KKTC’de meme kanseri problemi arttı

KKTC'de hem kanser hem de meme kanseri hastalığının ciddi bir artış gösterdiğini söyleyen Uzman Sağlık Psikoloğu Şerife İncirli Çelik, erken tanı...
KKTC’de meme kanseri problemi arttı

KKTC'de hem kanser hem de meme kanseri hastalığının ciddi bir artış gösterdiğini söyleyen Uzman Sağlık Psikoloğu Şerife İncirli Çelik, erken tanı programlarının yeterli olmadığını belirtti.

Sağlık psikologların, kronik hastalık olarak tanımlanan, yani gelip geçmeyen hastalıklarla mücadele eden kişilere bireysel ve ruhsal açıdan destek vermek amacıyla görev yapan kişiler olduğunu söyleyen Girne Amerikan Üniversitesi (GAÜ) Beşeri Bilimler Fakültesi Psikoloji Bölümü Öğretim Görevlisi Uzman Sağlık Psikoloğu Şerife İncirli Çelik, meme kanserinin psikolojik etkenlerini değerlendirdi.

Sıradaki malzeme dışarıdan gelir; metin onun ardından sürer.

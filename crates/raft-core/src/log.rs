//! # log
//!
//! why: define the unit of replication that the consensus engine hands to storage
//! relations: encoded by codec.rs, persisted through the LogStore trait in storage.rs
//! what: LogEntry struct, LogKind tag

use serde::{Deserialize, Serialize};

/// what a log entry means to the consensus engine
///
/// storage never interprets the kind, it only round-trips it
#[derive(Debug, Clone, Copy, PartialEq, Eq, Default, Serialize, Deserialize)]
pub enum LogKind {
    /// client command applied to the state machine
    #[default]
    Command,
    /// written by a new leader to assert its term
    Noop,
    /// marks that every preceding entry must be applied first
    Barrier,
    /// cluster membership change
    Configuration,
}

/// a single entry in the replicated log
#[derive(Debug, Clone, PartialEq, Eq, Serialize, Deserialize)]
pub struct LogEntry {
    /// the index of this entry in the log (1-indexed, 0 means "no entry")
    pub index: u64,
    /// the term when this entry was created
    pub term: u64,
    /// how the consensus engine interprets `data`
    #[serde(default)]
    pub kind: LogKind,
    /// opaque payload
    pub data: Vec<u8>,
}

impl LogEntry {
    /// create a new command entry
    pub fn new(term: u64, index: u64, data: Vec<u8>) -> Self {
        Self::with_kind(term, index, LogKind::Command, data)
    }

    /// create an entry of the given kind
    pub fn with_kind(term: u64, index: u64, kind: LogKind, data: Vec<u8>) -> Self {
        Self {
            index,
            term,
            kind,
            data,
        }
    }
}
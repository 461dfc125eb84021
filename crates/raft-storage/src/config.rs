//! # config
//!
//! why: describe where and how a store opens its database
//! relations: consumed by Store::open_with_codec
//! what: StoreConfig

use std::path::PathBuf;

/// name of the database file inside the store directory
pub const DB_FILE_NAME: &str = "raft.redb";

/// configuration for a redb-backed store
#[derive(Debug, Clone)]
pub struct StoreConfig {
    /// directory holding the database file, created if absent
    pub dir: PathBuf,
    /// page cache size in bytes
    pub cache_size: usize,
}

impl Default for StoreConfig {
    fn default() -> Self {
        Self {
            dir: PathBuf::from("./data/raft"),
            cache_size: 64 * 1024 * 1024, // 64MB
        }
    }
}

impl StoreConfig {
    /// default configuration rooted at `dir`
    pub fn new(dir: impl Into<PathBuf>) -> Self {
        Self {
            dir: dir.into(),
            ..Self::default()
        }
    }

    /// override the page cache size
    pub fn with_cache_size(mut self, bytes: usize) -> Self {
        self.cache_size = bytes;
        self
    }

    /// full path of the database file
    pub fn db_path(&self) -> PathBuf {
        self.dir.join(DB_FILE_NAME)
    }
}
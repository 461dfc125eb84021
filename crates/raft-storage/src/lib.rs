//! # raft-storage
//!
//! why: provide durable persistence for raft's log and stable state on an ordered key-value engine
//! relations: implements raft-core's LogStore/StableStore, used by the consensus engine
//! what: redb-backed Store, StoreConfig, StoreError, InMemoryStore for testing
//!
//! ```no_run
//! use raft_core::{LogEntry, LogStore, StableStore};
//! use raft_storage::Store;
//!
//! # fn main() -> Result<(), raft_storage::StoreError> {
//! let store = Store::open("/var/lib/raft/node-1")?;
//! store.store_log(&LogEntry::new(1, 1, b"set x 1".to_vec()))?;
//! store.save_term_and_vote(1, Some(1))?;
//! assert_eq!(store.last_index()?, 1);
//! store.close()
//! # }
//! ```

pub mod config;
pub mod error;
pub mod memory;
pub mod store;

pub use config::{StoreConfig, DB_FILE_NAME};
pub use error::StoreError;
pub use memory::InMemoryStore;
pub use store::Store;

Uzman Sağlık Psikoloğu Çelik, sağlık psikologlarının KKTC'de yeni gelişen bir alan olduğunu, ancak sağlık psikologlarının Avrupa'da çok önemli bir yere sahip olduklarını belirtti. Sağlık psikolojisinin çok multidisipliner bir alan olduğunu ekleyen Çelik, açıklamasının devamında şunları kaydetti:

"İnsan biyopsikososyal bir varlıktır. Hem biyolojik hem de ruhsal açıdan, sosyal açıdan değerlendirmesi gereken bir varlık. Dünya Sağlık Örgütü(WHO), sağlıklı olma halini de bu şekilde açıklıyor. Aslında sadece biyolojik, ruhsal ve sosyal açıdan değerlendiremediğimiz için disiplinler arası değerlendirilmesi gerekir. Tam bu noktada kronik hastalıklar karşımıza çıkıyor. Biz hastaları ruhsal açıdan tedavi ediyoruz. Hastayı ve hasta yakınlarını; hastalığın teşhisi konulduğu zaman ki sürece, ameliyat öncesi ve sonrası gibi süreçlere hazırlıyoruz."

"Meme Kanserini Yenmede Sosyal Yaşamın Devamı Önemlidir"

Meme kanserinin kadınlarda görülme olasılığı erkeklere oranla daha fazla olduğunuz söyleyen Çelik, kanser oranının artmasıyla ilgili şunları açıkladı:

KKTC'de hem kanser hem de meme kanseri olayı ciddi bir artış gösteriyor. Hala erken tanı programlarının yeterli olmadığını gözlemledik. Meme, kadında ve toplumda belirleyici bir objedir. Kadınların bunu bu açıdan kavraması, hissetmesi, yaşaması, süreci kabullenmesi gerekir. Bizim yaşadığımız sıkıntıların başında hastanın inkarı, öfkesi, kabullenememe duygularıyla savaşması, neden ben sorusu ile boğuşmasıdır. Hastanın bu süreçlerini birlikte atlatmaya çalışıyoruz. Hastanın bu aşamaları atlatması için ailenin, yakın çevrenin, sosyal yaşamın ve iş hayatının rolü çok büyük. Böylece doktorlarla işbirliği içerisinde kimyasal tedavi, ışın tedavisi gibi süreçlerinde hasta ilgiyle beraber daha olumlu sonuçlarla karşılaşıyor" dedi.

"Kronikleşmiş sağlık sorunlarında erken tanı çok önemli"

"Toplumun içerisinde yer alırken başımıza gelmeden de olsa bilgimizi, donanımımızı arttırmak çok önemlidir. Kronikleşmiş sağlık ve toplum sorunları için erken tanı en önemli unsurdur. Sağlığımız için gerekenleri yapalım bunun için düzenli yapılması gereken takipler ve testler var. Mesela; hasta kendi kendine meme muayenesi yapabilir mamografi ve ultrason bunlar düzenli biçimde yapıldığı sürece korkulacak hiçbir şey yoktur" dedi.